** Your assignment **
Output the opening lines of the records exactly. End with the line that contains "will be matched".

** Extracted entries **
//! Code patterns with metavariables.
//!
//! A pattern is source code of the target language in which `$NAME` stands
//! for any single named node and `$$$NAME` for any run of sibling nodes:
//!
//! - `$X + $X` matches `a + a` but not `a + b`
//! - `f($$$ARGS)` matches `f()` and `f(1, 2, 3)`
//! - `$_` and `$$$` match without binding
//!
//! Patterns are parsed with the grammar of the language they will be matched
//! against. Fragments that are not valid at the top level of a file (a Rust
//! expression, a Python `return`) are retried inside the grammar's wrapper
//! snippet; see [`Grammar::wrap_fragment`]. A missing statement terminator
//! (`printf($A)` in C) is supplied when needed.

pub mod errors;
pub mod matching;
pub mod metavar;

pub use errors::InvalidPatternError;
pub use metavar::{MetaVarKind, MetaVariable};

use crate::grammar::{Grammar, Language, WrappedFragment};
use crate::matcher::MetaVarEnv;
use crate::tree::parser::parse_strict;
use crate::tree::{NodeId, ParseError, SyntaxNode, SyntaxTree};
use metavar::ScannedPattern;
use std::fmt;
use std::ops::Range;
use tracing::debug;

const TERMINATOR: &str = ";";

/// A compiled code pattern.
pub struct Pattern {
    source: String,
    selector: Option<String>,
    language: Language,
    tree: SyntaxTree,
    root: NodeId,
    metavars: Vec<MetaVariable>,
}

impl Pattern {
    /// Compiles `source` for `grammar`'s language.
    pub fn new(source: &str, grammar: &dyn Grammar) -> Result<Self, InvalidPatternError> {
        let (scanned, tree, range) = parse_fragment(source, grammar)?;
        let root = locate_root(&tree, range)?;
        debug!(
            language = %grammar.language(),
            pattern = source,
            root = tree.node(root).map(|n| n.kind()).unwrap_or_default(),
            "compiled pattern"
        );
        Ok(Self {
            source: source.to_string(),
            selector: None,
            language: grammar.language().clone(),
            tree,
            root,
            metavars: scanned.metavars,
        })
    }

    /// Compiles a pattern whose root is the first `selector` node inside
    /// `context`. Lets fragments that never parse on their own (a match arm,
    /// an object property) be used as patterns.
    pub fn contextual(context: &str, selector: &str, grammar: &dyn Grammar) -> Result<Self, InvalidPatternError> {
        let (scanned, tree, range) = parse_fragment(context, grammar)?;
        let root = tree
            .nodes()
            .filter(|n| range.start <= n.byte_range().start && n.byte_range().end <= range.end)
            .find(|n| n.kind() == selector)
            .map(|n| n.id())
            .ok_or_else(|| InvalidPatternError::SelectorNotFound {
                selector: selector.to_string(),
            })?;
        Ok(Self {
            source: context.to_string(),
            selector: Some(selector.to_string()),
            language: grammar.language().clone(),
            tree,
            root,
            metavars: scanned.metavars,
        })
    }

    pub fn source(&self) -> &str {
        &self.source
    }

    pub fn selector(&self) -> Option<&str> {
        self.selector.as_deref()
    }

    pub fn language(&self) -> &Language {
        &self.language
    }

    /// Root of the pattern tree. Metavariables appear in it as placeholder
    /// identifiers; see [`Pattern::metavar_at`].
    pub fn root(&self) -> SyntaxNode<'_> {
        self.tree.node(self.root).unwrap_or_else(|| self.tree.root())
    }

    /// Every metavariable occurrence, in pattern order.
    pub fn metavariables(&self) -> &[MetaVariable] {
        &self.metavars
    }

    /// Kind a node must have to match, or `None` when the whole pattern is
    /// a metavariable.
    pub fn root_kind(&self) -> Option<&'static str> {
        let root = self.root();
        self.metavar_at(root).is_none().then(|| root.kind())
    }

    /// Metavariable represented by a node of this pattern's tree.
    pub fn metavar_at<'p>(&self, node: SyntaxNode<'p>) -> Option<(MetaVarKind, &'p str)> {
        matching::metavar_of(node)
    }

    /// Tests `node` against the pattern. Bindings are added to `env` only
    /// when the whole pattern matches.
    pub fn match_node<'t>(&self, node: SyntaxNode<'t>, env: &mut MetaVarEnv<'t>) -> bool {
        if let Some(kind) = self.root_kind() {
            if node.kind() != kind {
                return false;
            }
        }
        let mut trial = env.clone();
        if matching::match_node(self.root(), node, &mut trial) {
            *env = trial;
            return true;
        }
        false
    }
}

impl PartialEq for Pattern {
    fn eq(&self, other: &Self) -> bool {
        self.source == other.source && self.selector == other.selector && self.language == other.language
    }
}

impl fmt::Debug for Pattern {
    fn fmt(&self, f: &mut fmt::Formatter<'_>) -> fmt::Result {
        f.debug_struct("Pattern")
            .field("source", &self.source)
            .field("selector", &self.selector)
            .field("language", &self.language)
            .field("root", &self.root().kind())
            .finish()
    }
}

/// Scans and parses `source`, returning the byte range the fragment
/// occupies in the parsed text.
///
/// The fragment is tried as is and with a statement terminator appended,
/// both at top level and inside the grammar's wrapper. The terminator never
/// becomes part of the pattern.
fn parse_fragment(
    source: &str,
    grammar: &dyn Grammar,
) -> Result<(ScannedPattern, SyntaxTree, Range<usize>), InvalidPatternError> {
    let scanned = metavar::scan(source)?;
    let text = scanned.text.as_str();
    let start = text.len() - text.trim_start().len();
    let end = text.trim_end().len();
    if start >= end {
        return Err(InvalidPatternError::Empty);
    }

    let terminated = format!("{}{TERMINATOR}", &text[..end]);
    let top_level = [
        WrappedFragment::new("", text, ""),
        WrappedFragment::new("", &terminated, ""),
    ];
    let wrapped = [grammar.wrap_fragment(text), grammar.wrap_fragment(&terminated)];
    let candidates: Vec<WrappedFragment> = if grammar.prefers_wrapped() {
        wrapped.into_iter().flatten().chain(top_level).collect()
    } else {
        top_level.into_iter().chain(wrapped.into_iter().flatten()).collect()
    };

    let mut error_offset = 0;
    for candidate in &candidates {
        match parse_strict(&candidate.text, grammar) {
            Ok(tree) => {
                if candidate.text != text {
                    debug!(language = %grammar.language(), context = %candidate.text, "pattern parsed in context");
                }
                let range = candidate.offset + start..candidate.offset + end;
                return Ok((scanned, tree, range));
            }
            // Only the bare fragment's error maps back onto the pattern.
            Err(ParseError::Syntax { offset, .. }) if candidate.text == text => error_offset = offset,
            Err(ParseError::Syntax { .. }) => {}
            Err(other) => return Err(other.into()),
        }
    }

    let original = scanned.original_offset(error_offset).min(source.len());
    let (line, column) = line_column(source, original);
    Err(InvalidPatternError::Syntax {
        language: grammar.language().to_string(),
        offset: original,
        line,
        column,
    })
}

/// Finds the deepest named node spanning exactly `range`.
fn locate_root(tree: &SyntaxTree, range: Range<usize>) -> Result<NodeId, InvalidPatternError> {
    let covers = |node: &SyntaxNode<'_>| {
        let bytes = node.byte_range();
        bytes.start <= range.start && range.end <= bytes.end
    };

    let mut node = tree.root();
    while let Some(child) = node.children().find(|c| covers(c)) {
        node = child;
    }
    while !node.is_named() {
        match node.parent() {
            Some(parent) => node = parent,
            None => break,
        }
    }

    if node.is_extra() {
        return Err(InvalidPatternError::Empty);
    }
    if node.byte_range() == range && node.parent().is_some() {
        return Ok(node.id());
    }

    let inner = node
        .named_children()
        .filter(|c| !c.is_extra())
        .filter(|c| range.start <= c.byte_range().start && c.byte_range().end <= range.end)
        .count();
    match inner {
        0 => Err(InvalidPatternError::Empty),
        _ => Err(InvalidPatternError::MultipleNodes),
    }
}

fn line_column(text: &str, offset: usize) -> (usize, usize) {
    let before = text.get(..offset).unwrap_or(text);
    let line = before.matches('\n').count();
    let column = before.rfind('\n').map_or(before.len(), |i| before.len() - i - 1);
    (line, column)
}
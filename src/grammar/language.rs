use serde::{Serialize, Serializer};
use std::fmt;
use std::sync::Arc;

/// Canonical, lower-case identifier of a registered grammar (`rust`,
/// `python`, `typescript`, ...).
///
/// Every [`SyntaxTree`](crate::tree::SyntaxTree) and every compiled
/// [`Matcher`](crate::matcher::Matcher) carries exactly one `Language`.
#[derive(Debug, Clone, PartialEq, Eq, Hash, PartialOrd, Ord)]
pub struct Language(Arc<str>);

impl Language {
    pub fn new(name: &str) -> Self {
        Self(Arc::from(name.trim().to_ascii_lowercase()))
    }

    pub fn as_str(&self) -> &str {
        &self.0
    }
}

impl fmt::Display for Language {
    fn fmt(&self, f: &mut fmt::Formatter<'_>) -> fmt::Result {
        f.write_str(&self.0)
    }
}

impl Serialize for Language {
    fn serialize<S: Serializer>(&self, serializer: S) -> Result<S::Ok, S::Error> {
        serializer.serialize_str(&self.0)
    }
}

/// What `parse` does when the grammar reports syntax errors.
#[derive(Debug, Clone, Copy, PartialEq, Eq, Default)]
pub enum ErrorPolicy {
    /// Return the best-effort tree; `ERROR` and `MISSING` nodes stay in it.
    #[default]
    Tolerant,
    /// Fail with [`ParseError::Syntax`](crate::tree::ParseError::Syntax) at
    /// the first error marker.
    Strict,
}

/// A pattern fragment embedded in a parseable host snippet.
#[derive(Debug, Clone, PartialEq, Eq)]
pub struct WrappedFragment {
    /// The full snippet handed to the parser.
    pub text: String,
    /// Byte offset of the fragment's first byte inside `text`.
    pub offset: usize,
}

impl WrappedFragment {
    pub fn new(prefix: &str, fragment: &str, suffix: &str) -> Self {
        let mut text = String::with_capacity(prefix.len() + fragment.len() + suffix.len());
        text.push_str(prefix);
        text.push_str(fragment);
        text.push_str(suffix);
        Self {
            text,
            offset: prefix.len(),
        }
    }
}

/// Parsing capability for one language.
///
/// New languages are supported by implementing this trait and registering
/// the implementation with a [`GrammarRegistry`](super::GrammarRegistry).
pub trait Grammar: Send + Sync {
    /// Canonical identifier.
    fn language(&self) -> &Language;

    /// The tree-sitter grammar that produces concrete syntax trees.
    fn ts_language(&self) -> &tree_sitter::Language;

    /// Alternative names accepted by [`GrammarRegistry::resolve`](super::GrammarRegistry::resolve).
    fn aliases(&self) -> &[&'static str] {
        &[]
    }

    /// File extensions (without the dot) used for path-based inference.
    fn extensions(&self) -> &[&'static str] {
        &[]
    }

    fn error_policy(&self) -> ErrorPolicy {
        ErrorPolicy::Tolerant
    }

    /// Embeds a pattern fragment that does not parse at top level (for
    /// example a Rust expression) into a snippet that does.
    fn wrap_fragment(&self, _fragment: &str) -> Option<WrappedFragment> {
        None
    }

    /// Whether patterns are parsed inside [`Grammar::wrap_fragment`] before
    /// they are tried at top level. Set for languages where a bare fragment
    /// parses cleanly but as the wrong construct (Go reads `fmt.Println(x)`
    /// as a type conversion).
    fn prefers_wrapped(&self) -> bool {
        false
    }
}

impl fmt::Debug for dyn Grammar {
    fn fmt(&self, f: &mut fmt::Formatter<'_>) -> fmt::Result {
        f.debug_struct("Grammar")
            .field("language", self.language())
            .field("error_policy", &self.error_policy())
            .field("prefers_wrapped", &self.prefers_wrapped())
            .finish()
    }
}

** Expected answer **
//! Code patterns with metavariables.
//!
//! A pattern is source code of the target language in which `$NAME` stands
//! for any single named node and `$$$NAME` for any run of sibling nodes:
//!
//! - `$X + $X` matches `a + a` but not `a + b`
//! - `f($$$ARGS)` matches `f()` and `f(1, 2, 3)`
//! - `$_` and `$$$` match without binding
//!
//! Patterns are parsed with the grammar of the language they will be matched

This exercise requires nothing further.